> Exercise directions
Show every line of the material that follows in which the word "impl" occurs.

> Material provided

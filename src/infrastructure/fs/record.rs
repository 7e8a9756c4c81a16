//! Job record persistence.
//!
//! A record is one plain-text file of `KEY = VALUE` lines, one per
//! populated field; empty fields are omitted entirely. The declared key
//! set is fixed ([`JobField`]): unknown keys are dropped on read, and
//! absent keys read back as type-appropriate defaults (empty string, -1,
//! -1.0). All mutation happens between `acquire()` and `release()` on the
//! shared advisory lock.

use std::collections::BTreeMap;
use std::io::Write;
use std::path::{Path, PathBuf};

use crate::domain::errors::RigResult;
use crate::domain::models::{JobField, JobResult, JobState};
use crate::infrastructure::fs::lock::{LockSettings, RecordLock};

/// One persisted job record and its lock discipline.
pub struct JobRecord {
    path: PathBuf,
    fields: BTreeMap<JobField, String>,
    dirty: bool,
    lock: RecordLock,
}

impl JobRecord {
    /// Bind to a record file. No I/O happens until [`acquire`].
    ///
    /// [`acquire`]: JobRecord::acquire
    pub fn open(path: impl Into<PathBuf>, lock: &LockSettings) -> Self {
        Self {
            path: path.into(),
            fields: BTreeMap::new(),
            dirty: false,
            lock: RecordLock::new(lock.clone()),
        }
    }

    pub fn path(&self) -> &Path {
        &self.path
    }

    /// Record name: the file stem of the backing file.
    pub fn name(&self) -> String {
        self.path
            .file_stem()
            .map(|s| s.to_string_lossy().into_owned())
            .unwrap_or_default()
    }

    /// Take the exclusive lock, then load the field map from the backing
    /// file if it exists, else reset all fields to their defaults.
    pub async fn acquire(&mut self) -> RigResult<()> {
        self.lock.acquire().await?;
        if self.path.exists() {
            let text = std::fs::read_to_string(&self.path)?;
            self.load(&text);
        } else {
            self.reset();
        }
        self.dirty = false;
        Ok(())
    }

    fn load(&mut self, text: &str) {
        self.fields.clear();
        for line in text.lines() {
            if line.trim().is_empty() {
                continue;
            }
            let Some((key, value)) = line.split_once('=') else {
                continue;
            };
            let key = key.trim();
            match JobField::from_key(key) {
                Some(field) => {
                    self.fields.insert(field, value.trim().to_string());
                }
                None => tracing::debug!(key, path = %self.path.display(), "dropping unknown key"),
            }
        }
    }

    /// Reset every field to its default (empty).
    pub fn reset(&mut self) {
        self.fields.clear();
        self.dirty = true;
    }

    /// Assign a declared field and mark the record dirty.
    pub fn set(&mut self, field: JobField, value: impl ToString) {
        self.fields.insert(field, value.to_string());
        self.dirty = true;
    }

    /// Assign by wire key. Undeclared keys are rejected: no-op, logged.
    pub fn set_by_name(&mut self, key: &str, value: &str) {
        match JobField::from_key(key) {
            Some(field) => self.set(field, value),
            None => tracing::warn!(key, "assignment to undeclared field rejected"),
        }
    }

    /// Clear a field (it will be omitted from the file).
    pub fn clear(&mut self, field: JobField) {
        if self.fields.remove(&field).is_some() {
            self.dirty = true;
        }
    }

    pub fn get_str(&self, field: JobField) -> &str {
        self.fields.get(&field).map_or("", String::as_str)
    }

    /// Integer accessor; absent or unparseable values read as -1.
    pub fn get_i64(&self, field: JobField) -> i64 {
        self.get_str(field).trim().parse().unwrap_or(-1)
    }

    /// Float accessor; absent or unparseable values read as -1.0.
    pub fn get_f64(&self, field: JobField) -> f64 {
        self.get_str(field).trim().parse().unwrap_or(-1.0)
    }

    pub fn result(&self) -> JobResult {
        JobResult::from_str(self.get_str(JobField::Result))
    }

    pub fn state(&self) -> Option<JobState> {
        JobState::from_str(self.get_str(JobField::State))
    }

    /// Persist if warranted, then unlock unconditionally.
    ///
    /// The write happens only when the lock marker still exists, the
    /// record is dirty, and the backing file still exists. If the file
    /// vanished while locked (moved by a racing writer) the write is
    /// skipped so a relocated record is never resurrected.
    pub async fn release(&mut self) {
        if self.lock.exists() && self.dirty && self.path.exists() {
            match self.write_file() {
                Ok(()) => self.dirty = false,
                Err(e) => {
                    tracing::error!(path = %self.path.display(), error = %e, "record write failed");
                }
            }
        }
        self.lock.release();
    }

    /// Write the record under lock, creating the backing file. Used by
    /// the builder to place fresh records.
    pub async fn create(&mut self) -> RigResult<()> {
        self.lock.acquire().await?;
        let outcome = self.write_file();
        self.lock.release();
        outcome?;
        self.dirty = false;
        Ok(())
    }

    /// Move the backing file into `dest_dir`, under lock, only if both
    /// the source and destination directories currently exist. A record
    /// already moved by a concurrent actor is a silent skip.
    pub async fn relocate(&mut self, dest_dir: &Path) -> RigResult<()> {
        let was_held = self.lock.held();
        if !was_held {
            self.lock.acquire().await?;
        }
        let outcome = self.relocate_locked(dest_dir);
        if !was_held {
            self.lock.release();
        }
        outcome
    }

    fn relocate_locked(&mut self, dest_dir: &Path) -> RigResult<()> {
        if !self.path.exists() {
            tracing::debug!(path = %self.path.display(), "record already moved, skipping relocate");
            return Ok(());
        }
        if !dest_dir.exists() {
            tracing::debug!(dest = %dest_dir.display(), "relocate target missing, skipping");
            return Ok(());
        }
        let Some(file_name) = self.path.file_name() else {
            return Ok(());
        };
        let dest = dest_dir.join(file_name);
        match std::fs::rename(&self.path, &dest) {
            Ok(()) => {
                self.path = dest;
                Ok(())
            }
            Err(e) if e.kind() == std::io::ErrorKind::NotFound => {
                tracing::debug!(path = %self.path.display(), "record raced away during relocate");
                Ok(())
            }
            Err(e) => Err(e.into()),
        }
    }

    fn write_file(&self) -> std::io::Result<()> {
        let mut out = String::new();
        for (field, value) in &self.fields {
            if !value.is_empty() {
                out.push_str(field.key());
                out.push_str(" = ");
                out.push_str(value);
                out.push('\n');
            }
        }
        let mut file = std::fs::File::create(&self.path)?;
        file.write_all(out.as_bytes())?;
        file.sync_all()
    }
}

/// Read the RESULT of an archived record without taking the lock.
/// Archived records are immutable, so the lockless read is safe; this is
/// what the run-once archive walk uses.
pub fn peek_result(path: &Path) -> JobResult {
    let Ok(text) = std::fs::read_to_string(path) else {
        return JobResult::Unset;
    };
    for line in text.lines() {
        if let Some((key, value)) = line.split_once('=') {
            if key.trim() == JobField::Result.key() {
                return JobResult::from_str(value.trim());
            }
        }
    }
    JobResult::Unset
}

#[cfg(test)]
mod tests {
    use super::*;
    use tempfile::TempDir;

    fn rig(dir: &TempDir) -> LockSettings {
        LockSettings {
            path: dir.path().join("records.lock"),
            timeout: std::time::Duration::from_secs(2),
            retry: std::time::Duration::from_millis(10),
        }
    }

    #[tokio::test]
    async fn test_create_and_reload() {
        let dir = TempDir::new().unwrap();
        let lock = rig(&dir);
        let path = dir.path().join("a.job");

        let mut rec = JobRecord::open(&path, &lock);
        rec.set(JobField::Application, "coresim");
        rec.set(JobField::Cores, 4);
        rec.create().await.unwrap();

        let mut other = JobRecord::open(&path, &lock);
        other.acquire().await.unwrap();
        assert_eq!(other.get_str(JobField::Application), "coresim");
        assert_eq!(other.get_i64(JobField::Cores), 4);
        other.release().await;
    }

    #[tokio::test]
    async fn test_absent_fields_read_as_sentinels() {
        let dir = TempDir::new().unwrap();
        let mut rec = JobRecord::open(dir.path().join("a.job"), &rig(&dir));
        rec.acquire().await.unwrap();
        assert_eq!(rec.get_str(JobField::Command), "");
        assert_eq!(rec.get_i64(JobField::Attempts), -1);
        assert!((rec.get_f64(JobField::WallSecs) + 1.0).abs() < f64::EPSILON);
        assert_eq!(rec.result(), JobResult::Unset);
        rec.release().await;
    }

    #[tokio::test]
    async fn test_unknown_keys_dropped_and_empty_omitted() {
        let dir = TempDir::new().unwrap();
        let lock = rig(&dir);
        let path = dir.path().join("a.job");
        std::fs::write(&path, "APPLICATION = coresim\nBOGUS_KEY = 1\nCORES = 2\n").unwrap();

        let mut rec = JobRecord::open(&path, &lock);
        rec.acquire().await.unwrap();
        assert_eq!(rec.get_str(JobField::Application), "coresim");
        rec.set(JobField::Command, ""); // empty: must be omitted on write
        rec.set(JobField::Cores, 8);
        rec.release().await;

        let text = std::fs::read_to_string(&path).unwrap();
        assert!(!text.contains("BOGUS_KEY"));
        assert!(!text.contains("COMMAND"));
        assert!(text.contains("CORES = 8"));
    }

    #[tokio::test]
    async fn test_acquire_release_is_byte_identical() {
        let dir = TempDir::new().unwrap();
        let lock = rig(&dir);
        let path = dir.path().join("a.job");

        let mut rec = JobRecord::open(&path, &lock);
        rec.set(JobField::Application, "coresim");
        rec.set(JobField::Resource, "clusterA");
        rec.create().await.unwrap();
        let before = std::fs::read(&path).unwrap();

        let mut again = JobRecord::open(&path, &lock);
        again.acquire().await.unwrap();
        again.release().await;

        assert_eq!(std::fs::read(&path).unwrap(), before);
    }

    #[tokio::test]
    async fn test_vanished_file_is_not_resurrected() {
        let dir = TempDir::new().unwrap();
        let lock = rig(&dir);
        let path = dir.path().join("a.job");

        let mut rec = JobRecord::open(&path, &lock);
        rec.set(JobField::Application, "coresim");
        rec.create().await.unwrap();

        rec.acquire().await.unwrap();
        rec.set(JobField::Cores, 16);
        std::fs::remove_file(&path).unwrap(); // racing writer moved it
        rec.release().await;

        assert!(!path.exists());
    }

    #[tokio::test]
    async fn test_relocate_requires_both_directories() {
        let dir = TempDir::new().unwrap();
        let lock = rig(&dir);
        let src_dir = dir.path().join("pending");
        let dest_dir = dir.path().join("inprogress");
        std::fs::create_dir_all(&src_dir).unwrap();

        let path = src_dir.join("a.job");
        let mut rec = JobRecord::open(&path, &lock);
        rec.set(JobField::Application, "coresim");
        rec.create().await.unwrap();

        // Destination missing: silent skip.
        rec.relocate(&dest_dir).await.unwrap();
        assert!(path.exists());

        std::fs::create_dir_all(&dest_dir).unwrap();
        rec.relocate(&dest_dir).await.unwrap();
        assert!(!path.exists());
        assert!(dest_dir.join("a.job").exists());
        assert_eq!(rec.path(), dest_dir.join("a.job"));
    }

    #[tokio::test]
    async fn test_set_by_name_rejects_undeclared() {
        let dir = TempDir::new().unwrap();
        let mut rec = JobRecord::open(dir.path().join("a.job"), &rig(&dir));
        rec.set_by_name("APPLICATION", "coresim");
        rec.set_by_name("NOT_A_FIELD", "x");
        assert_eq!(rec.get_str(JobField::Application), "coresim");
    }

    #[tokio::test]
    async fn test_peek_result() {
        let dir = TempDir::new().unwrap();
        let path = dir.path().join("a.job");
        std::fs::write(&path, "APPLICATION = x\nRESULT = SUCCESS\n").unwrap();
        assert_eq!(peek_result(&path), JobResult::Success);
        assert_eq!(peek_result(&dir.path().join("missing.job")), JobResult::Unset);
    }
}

> Answer section
impl JobRecord {
    pub fn open(path: impl Into<PathBuf>, lock: &LockSettings) -> Self {
    pub fn set(&mut self, field: JobField, value: impl ToString) {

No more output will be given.